The Ibtihaj effect, Guantanamo North, Anthony the Turk
Merry Christmas, chag chanukah sameach, and happy new year!
Salaam, friends! 👋 I’m journalist Aysha Khan, and you’re reading my monthly roundup of the latest news stories about Muslims in the U.S.
📌 TOP PICKS
NPR — Several public scandals involving respected Muslim figures—including Nouman Ali Khan, Tariq Ramadan and now Ta’leef Collective founder Usama Canon—have reignited a conversation around how to deal with abuse by Muslim community leaders and how to hold authority figures accountable, Leila Fadel reports.
NYT — New York City’s Muslim history goes back further than you think. The Brooklyn Historical Society now has the original deed to prove that the borough's first resident of Muslim heritage, known as “Anthony the Turk,” owned 200 acres in Brooklyn in 1643.
HuffPost — With former NYC major Michael Bloomberg in the 2020 presidential race, many Muslims are demanding he publicly apologize for and condemn the extensive surveillance program that targeted the city’s Muslim communities. “What is he going to do when he’s president and has much more authority and resources at his disposal?” one Muslim New Yorker asked.
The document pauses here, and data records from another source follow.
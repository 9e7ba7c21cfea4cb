//! Worker capability and registration.
//!
//! A worker is a pluggable expert that turns the project brief plus every
//! prior output into one [`WorkerOutput`]. Phases register one or more
//! workers in a [`WorkerRegistry`]; [`fan_out`] runs them concurrently and
//! merges results in registration order.
//!
//! ## Example
//!
//! ```no_run
//! use reqflow::phase::Phase;
//! use reqflow::worker::{WorkerRegistry, personas::PersonaWorker, personas::PersonaRole};
//!
//! let mut registry = WorkerRegistry::new();
//! registry.register(Phase::FunctionalRequirements, PersonaWorker::new(PersonaRole::UxDesigner));
//! registry.register(Phase::FunctionalRequirements, PersonaWorker::new(PersonaRole::QaEngineer));
//! assert_eq!(registry.roles(Phase::FunctionalRequirements), vec!["ux_designer", "qa_engineer"]);
//! ```

pub mod command;
mod fanout;
pub mod personas;

pub use command::{CommandWorker, CommandWorkerConfig};
pub use fanout::{FanOutOptions, fan_out};

use crate::errors::WorkerError;
use crate::phase::Phase;
use async_trait::async_trait;
use serde::{Deserialize, Serialize};
use std::collections::BTreeMap;
use std::path::Path;
use std::sync::Arc;

use anyhow::{Context, Result};

/// The business brief every worker receives.
#[derive(Debug, Clone, Default, PartialEq, Serialize, Deserialize)]
pub struct DomainInput {
    pub project_name: String,
    #[serde(default)]
    pub description: String,
    #[serde(default)]
    pub background: String,
    #[serde(default)]
    pub goals: Vec<String>,
    #[serde(default)]
    pub stakeholders: Vec<String>,
    #[serde(default)]
    pub scope: Vec<String>,
    /// Anything else the brief carries; passed through untouched.
    #[serde(default)]
    pub attributes: BTreeMap<String, serde_json::Value>,
}

impl DomainInput {
    pub fn new(project_name: &str) -> Self {
        Self {
            project_name: project_name.to_string(),
            ..Default::default()
        }
    }

    pub fn with_description(mut self, description: &str) -> Self {
        self.description = description.to_string();
        self
    }

    pub fn with_goal(mut self, goal: &str) -> Self {
        self.goals.push(goal.to_string());
        self
    }

    pub fn with_stakeholder(mut self, stakeholder: &str) -> Self {
        self.stakeholders.push(stakeholder.to_string());
        self
    }

    /// Load a brief from a `.json`, `.yaml` or `.yml` file.
    pub fn load(path: &Path) -> Result<Self> {
        let content = std::fs::read_to_string(path)
            .with_context(|| format!("Failed to read input file: {}", path.display()))?;

        let is_yaml = path
            .extension()
            .and_then(|e| e.to_str())
            .is_some_and(|e| e.eq_ignore_ascii_case("yaml") || e.eq_ignore_ascii_case("yml"));

        if is_yaml {
            serde_yaml::from_str(&content)
                .with_context(|| format!("Failed to parse input YAML: {}", path.display()))
        } else {
            serde_json::from_str(&content)
                .with_context(|| format!("Failed to parse input JSON: {}", path.display()))
        }
    }
}

/// Immutable result of one worker call.
#[derive(Debug, Clone, PartialEq, Serialize, Deserialize)]
pub struct WorkerOutput {
    pub role: String,
    /// Phase that produced the output; stamped by the fan-out.
    #[serde(default)]
    pub phase: Phase,
    #[serde(default)]
    pub deliverables: BTreeMap<String, serde_json::Value>,
    #[serde(default)]
    pub recommendations: Vec<String>,
    #[serde(default)]
    pub concerns: Vec<String>,
}

impl WorkerOutput {
    pub fn new(role: &str) -> Self {
        Self {
            role: role.to_string(),
            phase: Phase::default(),
            deliverables: BTreeMap::new(),
            recommendations: Vec::new(),
            concerns: Vec::new(),
        }
    }

    pub fn with_deliverable(mut self, key: &str, value: serde_json::Value) -> Self {
        self.deliverables.insert(key.to_string(), value);
        self
    }

    pub fn with_recommendation(mut self, text: &str) -> Self {
        self.recommendations.push(text.to_string());
        self
    }

    pub fn with_concern(mut self, text: &str) -> Self {
        self.concerns.push(text.to_string());
        self
    }

    pub(crate) fn stamped(mut self, phase: Phase) -> Self {
        self.phase = phase;
        self
    }

    /// Deliverables of the most recent prior output with the given role.
    pub fn find_deliverables<'a>(
        prior: &'a [WorkerOutput],
        role: &str,
    ) -> Option<&'a BTreeMap<String, serde_json::Value>> {
        prior.iter().rfind(|o| o.role == role).map(|o| &o.deliverables)
    }
}

/// A pluggable expert.
///
/// Implementations must tolerate being called more than once for the same
/// input: retries and revision cycles re-invoke them.
#[async_trait]
pub trait Worker: Send + Sync {
    /// Stable role name, used for ordering diagnostics and output attribution.
    fn role(&self) -> &str;

    async fn execute(
        &self,
        input: &DomainInput,
        prior: &[WorkerOutput],
    ) -> Result<WorkerOutput, WorkerError>;
}

/// Workers registered per phase, in registration order.
#[derive(Clone, Default)]
pub struct WorkerRegistry {
    by_phase: BTreeMap<Phase, Vec<Arc<dyn Worker>>>,
}

impl WorkerRegistry {
    pub fn new() -> Self {
        Self::default()
    }

    /// Register a worker for a phase. Order of calls is the merge order.
    pub fn register(&mut self, phase: Phase, worker: impl Worker + 'static) -> &mut Self {
        self.register_arc(phase, Arc::new(worker))
    }

    pub fn register_arc(&mut self, phase: Phase, worker: Arc<dyn Worker>) -> &mut Self {
        self.by_phase.entry(phase).or_default().push(worker);
        self
    }

    pub fn workers(&self, phase: Phase) -> &[Arc<dyn Worker>] {
        self.by_phase.get(&phase).map(Vec::as_slice).unwrap_or(&[])
    }

    pub fn roles(&self, phase: Phase) -> Vec<&str> {
        self.workers(phase).iter().map(|w| w.role()).collect()
    }

    pub fn is_empty(&self) -> bool {
        self.by_phase.values().all(Vec::is_empty)
    }

    /// Phases that have at least one registered worker.
    pub fn phases(&self) -> Vec<Phase> {
        self.by_phase
            .iter()
            .filter(|(_, workers)| !workers.is_empty())
            .map(|(phase, _)| *phase)
            .collect()
    }

    /// Phases that carry workers but never run any (review and terminal phases).
    pub fn misplaced_phases(&self) -> Vec<Phase> {
        self.phases()
            .into_iter()
            .filter(|p| !p.is_work_phase())
            .collect()
    }
}

impl std::fmt::Debug for WorkerRegistry {
    fn fmt(&self, f: &mut std::fmt::Formatter<'_>) -> std::fmt::Result {
        let mut map = f.debug_map();
        for (phase, workers) in &self.by_phase {
            map.entry(
                phase,
                &workers.iter().map(|w| w.role().to_string()).collect::<Vec<_>>(),
            );
        }
        map.finish()
    }
}
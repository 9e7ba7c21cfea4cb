//! Typed error hierarchy for the reqflow engine.
//!
//! Two top-level enums cover the two layers of failure:
//! - `WorkerError`: a single worker call failed; transient and retried locally
//! - `ProcessError`: a run-level failure that forces the run into `Phase::Failed`
//!   (or, for `Cancelled`, stops it cleanly between phases)

use crate::orchestrator::transitions::Outcome;
use crate::phase::Phase;
use std::time::Duration;
use thiserror::Error;

/// Errors from one worker invocation.
///
/// These never reach the orchestrator directly: the retry handler absorbs them
/// until the phase's retry budget is spent.
#[derive(Debug, Clone, Error)]
pub enum WorkerError {
    #[error("Worker {role} failed: {message}")]
    Failed { role: String, message: String },

    #[error("Worker {role} timed out after {timeout:?}")]
    TimedOut { role: String, timeout: Duration },

    #[error("Worker task for {role} aborted: {message}")]
    Aborted { role: String, message: String },

    #[error("Worker invocation cancelled")]
    Cancelled,
}

impl WorkerError {
    /// Build a plain failure for the given worker role.
    pub fn failed(role: impl Into<String>, message: impl Into<String>) -> Self {
        Self::Failed {
            role: role.into(),
            message: message.into(),
        }
    }

    pub fn is_cancelled(&self) -> bool {
        matches!(self, WorkerError::Cancelled)
    }
}

/// Run-level errors raised by the orchestrator and the retry handler.
#[derive(Debug, Error)]
pub enum ProcessError {
    #[error("Phase {phase} exhausted its retry budget ({retry_count} retries): {source}")]
    RetriesExhausted {
        phase: Phase,
        retry_count: u32,
        #[source]
        source: WorkerError,
    },

    #[error("Phase {phase} exhausted its revision budget ({retry_count} revisions)")]
    RevisionsExhausted { phase: Phase, retry_count: u32 },

    #[error("Error threshold exceeded ({errors} errors, {retries} retries)")]
    ThresholdExceeded { errors: usize, retries: u32 },

    #[error("Review of phase {phase} was rejected")]
    ReviewRejected { phase: Phase },

    #[error("Phase {phase} requires {missing}, which has not completed")]
    DataIntegrity { phase: Phase, missing: Phase },

    #[error("Run cancelled before phase {phase}")]
    Cancelled { phase: Phase },

    #[error("No transition from {phase} on outcome {outcome}")]
    InvalidTransition { phase: Phase, outcome: Outcome },

    #[error("Review channel failed for phase {phase}: {message}")]
    ReviewChannel { phase: Phase, message: String },

    #[error("Artifact sink failed: {0}")]
    Sink(#[source] anyhow::Error),
}

impl ProcessError {
    /// The phase the error is attributed to, when there is one.
    pub fn phase(&self) -> Option<Phase> {
        match self {
            ProcessError::RetriesExhausted { phase, .. }
            | ProcessError::RevisionsExhausted { phase, .. }
            | ProcessError::ReviewRejected { phase }
            | ProcessError::DataIntegrity { phase, .. }
            | ProcessError::Cancelled { phase }
            | ProcessError::InvalidTransition { phase, .. }
            | ProcessError::ReviewChannel { phase, .. } => Some(*phase),
            ProcessError::ThresholdExceeded { .. } | ProcessError::Sink(_) => None,
        }
    }

    /// Retry count carried by budget-exhaustion errors.
    pub fn retry_count(&self) -> Option<u32> {
        match self {
            ProcessError::RetriesExhausted { retry_count, .. }
            | ProcessError::RevisionsExhausted { retry_count, .. } => Some(*retry_count),
            _ => None,
        }
    }

    /// Whether the error moves the run into `Phase::Failed`.
    ///
    /// Cancellation leaves the state resumable; data-integrity errors are
    /// routed back to the missing phase instead.
    pub fn is_terminal(&self) -> bool {
        !matches!(
            self,
            ProcessError::Cancelled { .. } | ProcessError::DataIntegrity { .. }
        )
    }
}

#[cfg(test)]
mod tests {
    use super::*;

    #[test]
    fn worker_error_failed_carries_role() {
        let err = WorkerError::failed("qa_engineer", "boom");
        match &err {
            WorkerError::Failed { role, message } => {
                assert_eq!(role, "qa_engineer");
                assert_eq!(message, "boom");
            }
            _ => panic!("Expected Failed variant"),
        }
        assert!(err.to_string().contains("qa_engineer"));
    }

    #[test]
    fn worker_error_timeout_is_not_cancellation() {
        let err = WorkerError::TimedOut {
            role: "ux_designer".into(),
            timeout: Duration::from_secs(5),
        };
        assert!(!err.is_cancelled());
        assert!(WorkerError::Cancelled.is_cancelled());
    }

    #[test]
    fn retries_exhausted_carries_phase_and_count() {
        let err = ProcessError::RetriesExhausted {
            phase: Phase::SystemAnalysis,
            retry_count: 2,
            source: WorkerError::failed("system_analyst", "down"),
        };
        assert_eq!(err.phase(), Some(Phase::SystemAnalysis));
        assert_eq!(err.retry_count(), Some(2));
        assert!(err.to_string().contains("system_analysis"));
        assert!(err.is_terminal());
    }

    #[test]
    fn threshold_exceeded_has_no_phase() {
        let err = ProcessError::ThresholdExceeded {
            errors: 11,
            retries: 3,
        };
        assert_eq!(err.phase(), None);
        assert!(err.to_string().contains("11 errors"));
    }

    #[test]
    fn cancellation_and_data_integrity_are_not_terminal() {
        let cancelled = ProcessError::Cancelled {
            phase: Phase::DataArchitecture,
        };
        let integrity = ProcessError::DataIntegrity {
            phase: Phase::SolutionArchitecture,
            missing: Phase::DataArchitecture,
        };
        assert!(!cancelled.is_terminal());
        assert!(!integrity.is_terminal());
        assert!(ProcessError::ReviewRejected {
            phase: Phase::FunctionalRequirements
        }
        .is_terminal());
    }

    #[test]
    fn all_error_types_implement_std_error_trait() {
        fn assert_std_error<E: std::error::Error>(_: &E) {}
        assert_std_error(&WorkerError::Cancelled);
        assert_std_error(&ProcessError::Cancelled {
            phase: Phase::Initialization,
        });
    }
}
Appleton Post-Crescent — In 2010, Ahmadi Muslim leaders in Oshkosh, Wisconsin promised that the mosque they hoped to build would open its doors to anyone in need. This month, they made national headlines by fulfilling that promise. Moments after a gunshot sounded at her high school, senior Duaa Ahmad led about 100 students to safety across the street to the mosque.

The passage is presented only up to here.